PS: ich hab ne XFX HD5770 XXX im Rechner, weil alles andere zu überdimensioniert für meinen 19" tft mit 1280er Auflösung wäre, mir der geringe idle-verbrauch und der kühler der karte (bläst warme luft aus dem gehäuse) gefallen haben


----------



## Roadjack (29. März 2010)

*AW: AMD spricht über GTX470 & 480*



> das einzige was dieser grafikkarte wirklich fehlt ist ein grün-schwarzer  aufkleber für den tower, auf dem "**** DICH UMWELT!" steht.


Haha, made my day 
Zum Topic: Ich würd' mir auch die ATI holen.... wenn ich mir mal anschaue, wie meine XFX 260 BE, ohne 100% Lüfter (manuell) abkackt, dann ist's eh klar.


> Genau, und wann hast du jemals im normalen Betrieb 100% auf dem Lüfter?  Nie. N-i-e. Ich würde tippen 60, vielleicht 70, maximal, und auch nur in  Extremfällen 80% sind realistisch


Sagen wir FAST N-I-E


----------



## K-putt (29. März 2010)

*AW: AMD spricht über GTX470 & 480*



riedochs schrieb:


> Bleibt nur zu hoffen das jetzt die 58xx billiger werden.

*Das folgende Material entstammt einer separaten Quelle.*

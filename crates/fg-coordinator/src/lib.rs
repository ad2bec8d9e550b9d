//! Coordinator for fedgrid.
//!
//! Wires combination enumeration, dispatch, experiment tracking and
//! hyperparameter search into the request-level operations a federated
//! collaboration exposes.

pub mod coordinator;
pub mod enumerator;
pub mod status;

pub use coordinator::*;
pub use enumerator::*;
pub use status::*;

werden bestimmt noch teurer jetzt ^^


----------



## rabit (29. März 2010)

*AW: AMD spricht über GTX470 & 480*

Ja dann bin ich ja mal auf die 495er gespannt ob die eventuel bessere Eigenschaften haben wird?
Erdenklich wäre es ja mit 2 470er Chipsätze!
Abwarten.


----------



## Pastor_of_Muppet (29. März 2010)

*AW: AMD spricht über GTX470 & 480*

die preise bewegen sich wohl erst mal nicht ...

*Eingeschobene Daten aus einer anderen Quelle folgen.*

use serde::{Deserialize, Serialize};
use std::collections::BTreeMap;

use crate::errors::{FgError, FgResult};
use crate::experiment::{Action, Hyperparameters};
use crate::grid::{DatasetTag, Grid};
use crate::keys::{CombinationKey, JobKey};
use crate::phase::{DatasetMeta, Phase};
use crate::validation_error;

fn default_true() -> bool {
    true
}

/// Behaviour switches shared by every phase of a cycle.
#[derive(Debug, Clone, PartialEq, Eq, Serialize, Deserialize)]
pub struct CycleFlags {
    #[serde(default = "default_true")]
    pub auto_align: bool,
    #[serde(default)]
    pub dockerised: bool,
    #[serde(default)]
    pub verbose: bool,
    #[serde(default)]
    pub log_msgs: bool,
}

impl Default for CycleFlags {
    fn default() -> Self {
        Self {
            auto_align: true,
            dockerised: false,
            verbose: false,
            log_msgs: false,
        }
    }
}

/// Phase-specific parameters of one job.
#[derive(Debug, Clone, PartialEq, Serialize, Deserialize)]
#[serde(tag = "phase", rename_all = "lowercase")]
pub enum JobParameters {
    Align {
        action: Action,
        experiments: Vec<String>,
        #[serde(default = "default_true")]
        auto_align: bool,
        #[serde(default = "default_true")]
        auto_fix: bool,
    },
    Train {
        action: Action,
        experiment: String,
        run: String,
        #[serde(default)]
        flags: CycleFlags,
    },
    Evaluate {
        action: Action,
        experiment: String,
        run: String,
        participants: Vec<String>,
        metas: Vec<DatasetMeta>,
        #[serde(default)]
        flags: CycleFlags,
    },
    Predict {
        action: Action,
        experiment: String,
        run: String,
        participant_id: String,
        /// New predict tags per project id
        tags: BTreeMap<String, Vec<DatasetTag>>,
        #[serde(default)]
        flags: CycleFlags,
    },
    Optimize {
        action: Action,
        experiment: String,
        run: String,
        hyperparameters: Hyperparameters,
        #[serde(default)]
        flags: CycleFlags,
    },
}

impl JobParameters {
    pub fn phase(&self) -> Phase {
        match self {
            Self::Align { .. } => Phase::Align,
            Self::Train { .. } => Phase::Train,
            Self::Evaluate { .. } => Phase::Evaluate,
            Self::Predict { .. } => Phase::Predict,
            Self::Optimize { .. } => Phase::Optimize,
        }
    }

    pub fn action(&self) -> Action {
        match self {
            Self::Align { action, .. }
            | Self::Train { action, .. }
            | Self::Evaluate { action, .. }
            | Self::Predict { action, .. }
            | Self::Optimize { action, .. } => *action,
        }
    }

    /// Reject malformed or incomplete parameters before anything is
    /// dispatched.
    pub fn validate(&self, phase: Phase, key: &JobKey) -> FgResult<()> {
        if self.phase() != phase {
            return Err(validation_error!(
                "{} parameters submitted as a {} job for {}",
                self.phase(),
                phase,
                key
            ));
        }

        match self {
            Self::Align {
                experiments,
                auto_align,
                auto_fix,
                ..
            } => {
                if key.combination().is_some() {
                    return Err(validation_error!(
                        "alignment works at project scope, got {}",
                        key
                    ));
                }
                if experiments.is_empty() {
                    return Err(validation_error!("no experiments to align for {}", key));
                }
                if *auto_fix && !*auto_align {
                    return Err(validation_error!(
                        "auto_fix requires auto_align for {}",
                        key
                    ));
                }
                Ok(())
            }
            Self::Train { experiment, run, .. } => {
                combination_matches(key, experiment, run).map(|_| ())
            }
            Self::Evaluate {
                experiment,
                run,
                participants,
                metas,
                ..
            } => {
                combination_matches(key, experiment, run)?;
                if participants.is_empty() {
                    return Err(validation_error!("no participants to evaluate for {}", key));
                }
                if metas.is_empty() {
                    return Err(validation_error!("no dataset metas requested for {}", key));
                }
                Ok(())
            }
            Self::Predict {
                experiment,
                run,
                participant_id,
                tags,
                ..
            } => {
                let combination = combination_matches(key, experiment, run)?;
                if participant_id.is_empty() {
                    return Err(validation_error!("prediction for {} names no participant", key));
                }
                if !tags.contains_key(&combination.project_id) {
                    return Err(validation_error!(
                        "participant '{}' declared no predict tags for {}",
                        participant_id,
                        key
                    ));
                }
                Ok(())
            }
            Self::Optimize { experiment, run, .. } => {
                combination_matches(key, experiment, run).map(|_| ())
            }
        }
    }
}

fn combination_matches<'a>(
    key: &'a JobKey,
    experiment: &str,
    run: &str,
) -> FgResult<&'a CombinationKey> {
    let combination = key
        .combination()
        .ok_or_else(|| validation_error!("{} is not a full combination key", key))?;
    if combination.expt_id != experiment || combination.run_id != run {
        return Err(validation_error!(
            "parameters for experiment '{}' run '{}' do not match {}",
            experiment,
            run,
            key
        ));
    }
    Ok(combination)
}

/// Message published to a phase queue.
#[derive(Debug, Clone, PartialEq, Serialize, Deserialize)]
pub struct JobMessage {
    pub phase: Phase,
    pub key: JobKey,
    pub grid: Grid,
    pub parameters: JobParameters,
}

impl JobMessage {
    pub fn new(key: JobKey, grid: Grid, parameters: JobParameters) -> Self {
        Self {
            phase: parameters.phase(),
            key,
            grid,
            parameters,
        }
    }

    pub fn validate(&self) -> FgResult<()> {
        self.parameters.validate(self.phase, &self.key)
    }
}

/// Inputs to the combination enumerator.
#[derive(Debug, Clone, PartialEq, Serialize, Deserialize)]
pub struct EnumerationRequest {
    pub action: Action,
    pub collab_id: String,
    pub project_id: String,
    #[serde(default)]
    pub experiments: Vec<String>,
    #[serde(default)]
    pub runs: Vec<String>,
    #[serde(default)]
    pub participants: Vec<String>,
    pub phases: Vec<Phase>,
    #[serde(default)]
    pub flags: CycleFlags,
}

/// Expands a request into individual combinations. Provided by the
/// surrounding system.
pub trait CombinationEnumerator: Send + Sync {
    fn enumerate(
        &self,
        request: &EnumerationRequest,
    ) -> Result<BTreeMap<CombinationKey, JobParameters>, FgError>;
}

und offizielle aussagen sind mMn zu 99,9% bluffs/ oder geschönigt 


wenn sich amd/nV nicht mal unter der hand immer schön absprechen^^

denen kann es doch nur recht sein
2 hersteller am markt 
alle kaufen saisonmäßig wie blöd bei einem der beiden
ansonsten n paar stichelein 
und gut is

diese aussagen von* amd und nv* sind doch nur warme luft ins micro 


sinngemäß : 
"bla bla
ganz interessant, was die konkurrenz macht, aber wir sind mindestens so gut
bla bla

und nicht vergessen 

kauft kauft kauft

..."


immer das gleiche 

__
kommt schon da stehen wir drüber

uns über alles den mund fusselig zu reden und uns gegenseitig in fanlager zu stecken haben wir doch gar nicht nötig
zugegeben ist es hin und wieder (äußerst) interessant und amüsant
aber im endeffekt sollten wir nicht alles, was von irgendwelchen großen marketingabteilungen kommt direkt für bare münze nehmen

so das warn mal meine morgentlichen hirngespinnste ^^


----------



## SpiritOfMatrix (29. März 2010)

*AW: AMD spricht über GTX470 & 480*

Also ich finde das 300Watt zu viel sind. NV hat den Zug echt verpasst! Wir reden alle von Stromsparen und die hauen so ein Ding raus! Ich verstehe nicht das Leute dann immer noch so was kaufen. Die Preise  sind zum Teil mehr als frech. oO 

In den letzten Jahren hab ich so viel schlechtes mit NVidia erlebt, das ich nun ein "ATI-Fanboy"  bin. Ich hab mal auf GForce und Nforce gestanden und hab nichts dran kommen lassen. Aber das ist vorbei! Materialfehler bei Grafikkarten und auch Mainboard-Chipsätzen haben mir echt den Spaß verdorben. Einstellen von Support für Geräte die echt ein Renner waren(NF3-ATI/Vista-Bug - VIA und auch SIS haben das nur mal so mit einem neuen Treiber in Ordnung gebracht - ein Beispiel) haben mir den Rest gegeben. AMD/ATI sind sich nicht zu Fein mal eben zwischendurch einen neuen Treiber für ältere Hardware raus zu bringen(hier sei die 1xxx Reihe erwähnt) Ja ich weiß ich Schweif vom Thema ab, aber es lag mir auf dem Herzen, das mal hier los zu werden. 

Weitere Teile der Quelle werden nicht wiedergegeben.